Chapter 7: Mechanisms in Programs and Nature

Section 7: Origins of Discreteness


Phase transitions

The discrete transitions shown in cellular automata in this section are examples of general phenomena known in physics as phase transitions. A phase transition can be defined as any discontinuous change that occurs in a system with a large number of components when a parameter associated with that system is varied. (Some physicists might argue for a somewhat narrower definition that allows only discontinuities in the so-called partition function of equilibrium statistical mechanics, but for many of the most interesting applications, the definition I use is the appropriate one.) Standard examples of phase transitions include boiling, melting, sublimation (solids such as dry ice turning into gases), loss of magnetization when a ferromagnet is heated, alignment of molecules in liquid crystals above a certain electric field (the basis for liquid crystal displays), and the onset of superconductivity and superfluidity at low temperatures.

It is conventional to distinguish two kinds of phase transitions, often called first-order and higher-order.
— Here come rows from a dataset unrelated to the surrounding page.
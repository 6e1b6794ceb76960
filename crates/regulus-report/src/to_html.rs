// Regulus Report - Benchmark log reporting pipeline
//
// Copyright (c) 2025 Regulus contributors.
//
// SPDX-License-Identifier: Apache-2.0
//
// Licensed under the Apache License, Version 2.0 (the "License");
// you may not use this file except in compliance with the License.
// You may obtain a copy of the License in the LICENSE file at the
// root of this repository or at: http://www.apache.org/licenses/LICENSE-2.0
//
// Unless required by applicable law or agreed to in writing, software
// distributed under the License is distributed on an "AS IS" BASIS,
// WITHOUT WARRANTIES OR CONDITIONS OF ANY KIND, either express or implied.
// See the License for the specific language governing permissions and
// limitations under the License.

//! Self-contained HTML summary page.
//!
//! The page carries its stylesheet and the row filter script inline, so a
//! single file can be archived or mailed as is.

use crate::document::RunMetadata;
use crate::error::Result;
use crate::generator::OutputGenerator;
use crate::table::{build_table, Table};
use regulus_core::{FileReport, ProcessingStatus};
use std::collections::{BTreeMap, BTreeSet};

/// Configuration for HTML output.
#[derive(Debug, Clone)]
pub struct HtmlConfig {
    /// Page title and heading
    pub title: String,
}

impl Default for HtmlConfig {
    fn default() -> Self {
        Self {
            title: "Regulus Performance Report Summary".to_string(),
        }
    }
}

/// Writes the HTML summary page.
#[derive(Debug, Clone, Default)]
pub struct HtmlOutputGenerator {
    config: HtmlConfig,
}

impl HtmlOutputGenerator {
    pub fn new(config: HtmlConfig) -> Self {
        Self { config }
    }
}

impl OutputGenerator for HtmlOutputGenerator {
    fn extension(&self) -> &str {
        "html"
    }

    fn render(&self, reports: &[FileReport], meta: &RunMetadata) -> Result<String> {
        let stats = SummaryStats::collect(reports);
        let title = escape(&self.config.title);

        let mut html = String::new();
        html.push_str("<!DOCTYPE html>\n<html lang=\"en\">\n<head>\n");
        html.push_str("<meta charset=\"UTF-8\">\n");
        html.push_str(
            "<meta name=\"viewport\" content=\"width=device-width, initial-scale=1.0\">\n",
        );
        html.push_str(&format!("<title>{}</title>\n", title));
        html.push_str("<style>\n");
        html.push_str(include_str!("assets/report.css"));
        html.push_str("</style>\n</head>\n<body>\n<div class=\"container\">\n");

        push_header(&mut html, &title, meta, &stats);
        push_summary_cards(&mut html, &stats);

        let mut groups: BTreeMap<&str, Vec<&FileReport>> = BTreeMap::new();
        for report in reports {
            groups.entry(report.benchmark.as_str()).or_default().push(report);
        }
        for (benchmark, group) in &groups {
            push_benchmark_section(&mut html, benchmark, group);
        }

        html.push_str("<section class=\"detailed-results\">\n");
        html.push_str("<h2>Detailed Results (All Iterations)</h2>\n");
        let statuses = row_statuses(reports.iter());
        push_table(&mut html, &build_table(reports, None), &statuses);
        html.push_str("</section>\n");

        html.push_str(&format!(
            "<footer class=\"footer\">Generated by regulus-report {} at {}</footer>\n",
            env!("CARGO_PKG_VERSION"),
            escape(&meta.timestamp)
        ));
        html.push_str("</div>\n<script>\n");
        html.push_str(include_str!("assets/filter.js"));
        html.push_str("</script>\n</body>\n</html>\n");
        Ok(html)
    }
}

/// Page-level counts.
#[derive(Debug, Clone, PartialEq)]
struct SummaryStats {
    total_files: usize,
    total_iterations: usize,
    successful: usize,
    /// Percentage, 0 for no files
    success_rate: f64,
    benchmark_count: usize,
    kernel: String,
    rcos: String,
}

impl SummaryStats {
    fn collect(reports: &[FileReport]) -> Self {
        let successful = reports
            .iter()
            .filter(|r| r.status() == ProcessingStatus::Success)
            .count();
        let benchmarks: BTreeSet<&str> = reports.iter().map(|r| r.benchmark.as_str()).collect();
        Self {
            total_files: reports.len(),
            total_iterations: reports.iter().map(|r| r.iterations.len()).sum(),
            successful,
            success_rate: percent(successful, reports.len()),
            benchmark_count: benchmarks.len(),
            kernel: joined_tag(reports, "kernel"),
            rcos: joined_tag(reports, "rcos"),
        }
    }

    fn rate_class(&self) -> &'static str {
        if self.success_rate > 90.0 {
            "success"
        } else if self.success_rate > 70.0 {
            "warning"
        } else {
            "danger"
        }
    }
}

fn percent(part: usize, whole: usize) -> f64 {
    if whole == 0 {
        0.0
    } else {
        part as f64 / whole as f64 * 100.0
    }
}

/// Distinct values of a key tag across files, or `Unknown`.
fn joined_tag(reports: &[FileReport], tag: &str) -> String {
    let values: BTreeSet<&str> = reports
        .iter()
        .filter_map(|r| r.key_tags.get(tag).map(String::as_str))
        .collect();
    if values.is_empty() {
        "Unknown".to_string()
    } else {
        values.into_iter().collect::<Vec<_>>().join(", ")
    }
}

fn push_header(html: &mut String, title: &str, meta: &RunMetadata, stats: &SummaryStats) {
    html.push_str("<header class=\"header\">\n");
    html.push_str(&format!("<h1>{}</h1>\n", title));
    html.push_str(&format!(
        "<p class=\"subtitle\">Generated on {}</p>\n",
        escape(&meta.timestamp)
    ));
    html.push_str(&format!(
        "<p class=\"subtitle\">Kernel: {} | RCOS: {}</p>\n",
        escape(&stats.kernel),
        escape(&stats.rcos)
    ));
    if let Some(label) = &meta.execution_label {
        html.push_str(&format!("<p class=\"subtitle\">Execution: {}</p>\n", escape(label)));
    }
    html.push_str("<div class=\"filter-box\">\n");
    html.push_str("<label for=\"filterInput\">Filter by Regex Pattern:</label>\n");
    html.push_str(
        "<input type=\"text\" id=\"filterInput\" placeholder=\"e.g., tcp|udp or ^stream\">\n",
    );
    html.push_str("<button type=\"button\" onclick=\"clearFilter()\">Clear</button>\n");
    html.push_str("<div id=\"matchCount\"></div>\n</div>\n</header>\n");
}

fn push_card(html: &mut String, class: &str, heading: &str, metric: &str, detail: &str) {
    html.push_str(&format!(
        "<div class=\"card {}\">\n<h3>{}</h3>\n<div class=\"metric\">{}</div>\n<div class=\"detail\">{}</div>\n</div>\n",
        class, heading, metric, detail
    ));
}

fn push_summary_cards(html: &mut String, stats: &SummaryStats) {
    html.push_str("<section class=\"summary-cards\">\n");
    push_card(
        html,
        "info",
        "Total Files",
        &stats.total_files.to_string(),
        "Files processed",
    );
    push_card(
        html,
        "info",
        "Total Iterations",
        &stats.total_iterations.to_string(),
        "Test iterations found",
    );
    push_card(
        html,
        stats.rate_class(),
        "Success Rate",
        &format!("{:.1}%", stats.success_rate),
        &format!("{}/{} successful", stats.successful, stats.total_files),
    );
    push_card(
        html,
        "neutral",
        "Benchmarks",
        &stats.benchmark_count.to_string(),
        "Different types found",
    );
    html.push_str("</section>\n");
}

fn push_benchmark_section(html: &mut String, benchmark: &str, group: &[&FileReport]) {
    let successful = group
        .iter()
        .filter(|r| r.status() == ProcessingStatus::Success)
        .count();
    let iterations: usize = group.iter().map(|r| r.iterations.len()).sum();

    html.push_str("<section class=\"benchmark-section\">\n");
    html.push_str(&format!("<h2>{} Benchmark</h2>\n", escape(&title_case(benchmark))));
    html.push_str("<div class=\"benchmark-stats\">\n");
    html.push_str(&format!("<span class=\"stat\">Files: {}</span>\n", group.len()));
    html.push_str(&format!("<span class=\"stat\">Iterations: {}</span>\n", iterations));
    html.push_str(&format!(
        "<span class=\"stat\">Success: {}/{}</span>\n",
        successful,
        group.len()
    ));
    html.push_str(&format!(
        "<span class=\"stat\">Rate: {:.1}%</span>\n",
        percent(successful, group.len())
    ));
    html.push_str("</div>\n");

    let owned: Vec<FileReport> = group.iter().map(|r| (*r).clone()).collect();
    let table = build_table(&owned, None);
    if table.rows.is_empty() {
        html.push_str("<p>No metrics available</p>\n");
    } else {
        push_table(html, &table, &row_statuses(group.iter().copied()));
    }

    html.push_str("<details class=\"file-list\">\n");
    html.push_str(&format!(
        "<summary>Files in this benchmark ({})</summary>\n<ul>\n",
        group.len()
    ));
    for report in group {
        let count = report.iterations.len();
        html.push_str(&format!(
            "<li>{} <code>{}</code> <small>({} iteration{}, {})</small></li>\n",
            status_icon(report.status()),
            escape(report.file_name()),
            count,
            if count == 1 { "" } else { "s" },
            format_file_size(report.file_size)
        ));
    }
    html.push_str("</ul>\n</details>\n</section>\n");
}

/// One status per table row, following the row order of `build_table`.
fn row_statuses<'a>(reports: impl Iterator<Item = &'a FileReport>) -> Vec<ProcessingStatus> {
    reports
        .flat_map(|r| std::iter::repeat(r.status()).take(r.iterations.len()))
        .collect()
}

/// Render a filterable table. Columns empty in every row are left out.
fn push_table(html: &mut String, table: &Table, statuses: &[ProcessingStatus]) {
    let shown: Vec<usize> = (0..table.columns.len())
        .filter(|&i| table.rows.iter().any(|row| !row[i].is_empty()))
        .collect();

    html.push_str("<div class=\"table-container\">\n<table class=\"filterable\">\n<thead>\n<tr>");
    html.push_str("<th>#</th><th>Status</th>");
    for &i in &shown {
        html.push_str(&format!("<th>{}</th>", escape(&table.columns[i])));
    }
    html.push_str("</tr>\n</thead>\n<tbody>\n");

    for (n, row) in table.rows.iter().enumerate() {
        let status = statuses.get(n).copied().unwrap_or(ProcessingStatus::Skipped);
        html.push_str(&format!(
            "<tr><td class=\"row-number\">{}</td><td><span class=\"status-badge status-{}\">{}</span></td>",
            n + 1,
            status.as_str(),
            status.as_str()
        ));
        for &i in &shown {
            html.push_str(&format!("<td>{}</td>", escape(&row[i])));
        }
        html.push_str("</tr>\n");
    }
    html.push_str("</tbody>\n</table>\n</div>\n");
}

fn status_icon(status: ProcessingStatus) -> &'static str {
    match status {
        ProcessingStatus::Success => "&#9989;",
        ProcessingStatus::Partial => "&#9888;",
        ProcessingStatus::Failed => "&#10060;",
        ProcessingStatus::Skipped => "&#10067;",
    }
}

fn title_case(word: &str) -> String {
    let mut chars = word.chars();
    match chars.next() {
        Some(first) => first.to_uppercase().chain(chars).collect(),
        None => String::new(),
    }
}

/// Human-readable byte count.
pub fn format_file_size(bytes: u64) -> String {
    const UNITS: [&str; 4] = ["KB", "MB", "GB", "TB"];
    if bytes < 1024 {
        return format!("{} B", bytes);
    }
    let mut size = bytes as f64 / 1024.0;
    let mut unit = 0;
    while size >= 1024.0 && unit < UNITS.len() - 1 {
        size /= 1024.0;
        unit += 1;
    }
    format!("{:.1} {}", size, UNITS[unit])
}

/// Escape text for HTML element content and attribute values.
pub fn escape(text: &str) -> String {
    let mut out = String::with_capacity(text.len());
    for c in text.chars() {
        match c {
            '&' => out.push_str("&amp;"),
            '<' => out.push_str("&lt;"),
            '>' => out.push_str("&gt;"),
            '"' => out.push_str("&quot;"),
            '\'' => out.push_str("&#39;"),
            _ => out.push(c),
        }
    }
    out
}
First-order transitions occur when a system has two possible states, such as liquid and gas, and as a parameter is varied, which of these states is the stable one changes. Boiling and melting are both examples of first-order transitions, as is the phenomenon shown in the cellular automaton in the main text. Note that one feature of first-order transitions is that as soon as the transition is passed, the whole system always switches completely from one state to the other.
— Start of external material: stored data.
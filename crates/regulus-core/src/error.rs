// Regulus Report - Benchmark log reporting pipeline
//
// Copyright (c) 2025 Regulus contributors.
//
// SPDX-License-Identifier: Apache-2.0
//
// Licensed under the Apache License, Version 2.0 (the "License");
// you may not use this file except in compliance with the License.
// You may obtain a copy of the License in the LICENSE file at the
// root of this repository or at: http://www.apache.org/licenses/LICENSE-2.0
//
// Unless required by applicable law or agreed to in writing, software
// distributed under the License is distributed on an "AS IS" BASIS,
// WITHOUT WARRANTIES OR CONDITIONS OF ANY KIND, either express or implied.
// See the License for the specific language governing permissions and
// limitations under the License.

//! Error types for the pipeline stages.
//!
//! Most stages degrade to empty or partial output instead of failing, so the
//! errors here cover the few operations that can be called directly and need
//! to report why they could not complete: reading a capped file, compiling a
//! rule pattern, loading or saving a rule configuration.

use std::io;
use std::path::PathBuf;
use thiserror::Error;

/// Errors raised by the core pipeline stages.
///
/// # Examples
///
/// ```rust
/// use regulus_core::CoreError;
///
/// let err = CoreError::file_too_large("huge.txt", 300, 100);
/// assert!(err.to_string().contains("huge.txt"));
/// ```
#[derive(Error, Debug, Clone, PartialEq)]
pub enum CoreError {
    /// A file could not be read, listed or written.
    #[error("I/O error for '{path}': {message}")]
    Io {
        /// The path that caused the error
        path: PathBuf,
        /// The underlying error message
        message: String,
    },

    /// A file exceeds the configured read cap.
    #[error("File '{path}' is too large ({actual} bytes). Maximum allowed: {max} bytes")]
    FileTooLarge {
        /// The offending file
        path: PathBuf,
        /// Actual size in bytes
        actual: u64,
        /// Configured cap in bytes
        max: u64,
    },

    /// A rule pattern is not a valid regular expression.
    #[error("Invalid pattern for field '{field}': {message}")]
    InvalidPattern {
        /// Field the rule extracts
        field: String,
        /// Compiler message
        message: String,
    },

    /// A rule configuration file could not be decoded.
    #[error("Rule configuration error in '{path}': {message}")]
    RuleConfig {
        /// Configuration file
        path: PathBuf,
        /// Decoder message
        message: String,
    },

    /// No rule set is registered under the requested benchmark name.
    #[error("Unknown benchmark rule set: {0}")]
    UnknownBenchmark(String),
}

impl CoreError {
    /// Create an I/O error with path context.
    pub fn io_error(path: impl Into<PathBuf>, source: io::Error) -> Self {
        Self::Io {
            path: path.into(),
            message: source.to_string(),
        }
    }

    /// Create a file-too-large error.
    pub fn file_too_large(path: impl Into<PathBuf>, actual: u64, max: u64) -> Self {
        Self::FileTooLarge {
            path: path.into(),
            actual,
            max,
        }
    }

    /// Create an invalid-pattern error for a rule field.
    pub fn invalid_pattern(field: impl Into<String>, source: &regex::Error) -> Self {
        Self::InvalidPattern {
            field: field.into(),
            message: source.to_string(),
        }
    }

    /// Create a rule configuration error.
    pub fn rule_config(path: impl Into<PathBuf>, message: impl ToString) -> Self {
        Self::RuleConfig {
            path: path.into(),
            message: message.to_string(),
        }
    }
}

/// Result alias for core operations.
pub type Result<T> = std::result::Result<T, CoreError>;

#[cfg(test)]
mod tests {
    use super::*;

    #[test]
    fn test_io_error_display() {
        let err = CoreError::io_error(
            "logs/result-summary.txt",
            io::Error::new(io::ErrorKind::NotFound, "file not found"),
        );
        let msg = err.to_string();
        assert!(msg.contains("logs/result-summary.txt"));
        assert!(msg.contains("file not found"));
    }

    #[test]
    fn test_file_too_large_display() {
        let err = CoreError::file_too_large("big.txt", 2048, 1024);
        let msg = err.to_string();
        assert!(msg.contains("big.txt"));
        assert!(msg.contains("2048 bytes"));
        assert!(msg.contains("1024 bytes"));
    }

    #[test]
    fn test_invalid_pattern_display() {
        let regex_err = regex::Regex::new("(unclosed").unwrap_err();
        let err = CoreError::invalid_pattern("throughput", &regex_err);
        assert!(err.to_string().starts_with("Invalid pattern for field 'throughput'"));
    }

    #[test]
    fn test_unknown_benchmark_display() {
        let err = CoreError::UnknownBenchmark("fio".to_string());
        assert_eq!(err.to_string(), "Unknown benchmark rule set: fio");
    }
}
Higher-order transitions are in a sense more gradual. On one side of the transition, a system is typically completely disordered. But when the transition is passed, the system does not immediately become completely ordered. Instead, its order increases gradually from zero as the parameter is varied. Typically the presence of order is signalled by the breaking of some kind of symmetry—say of rotational symmetry by the spontaneous selection of a preferred direction.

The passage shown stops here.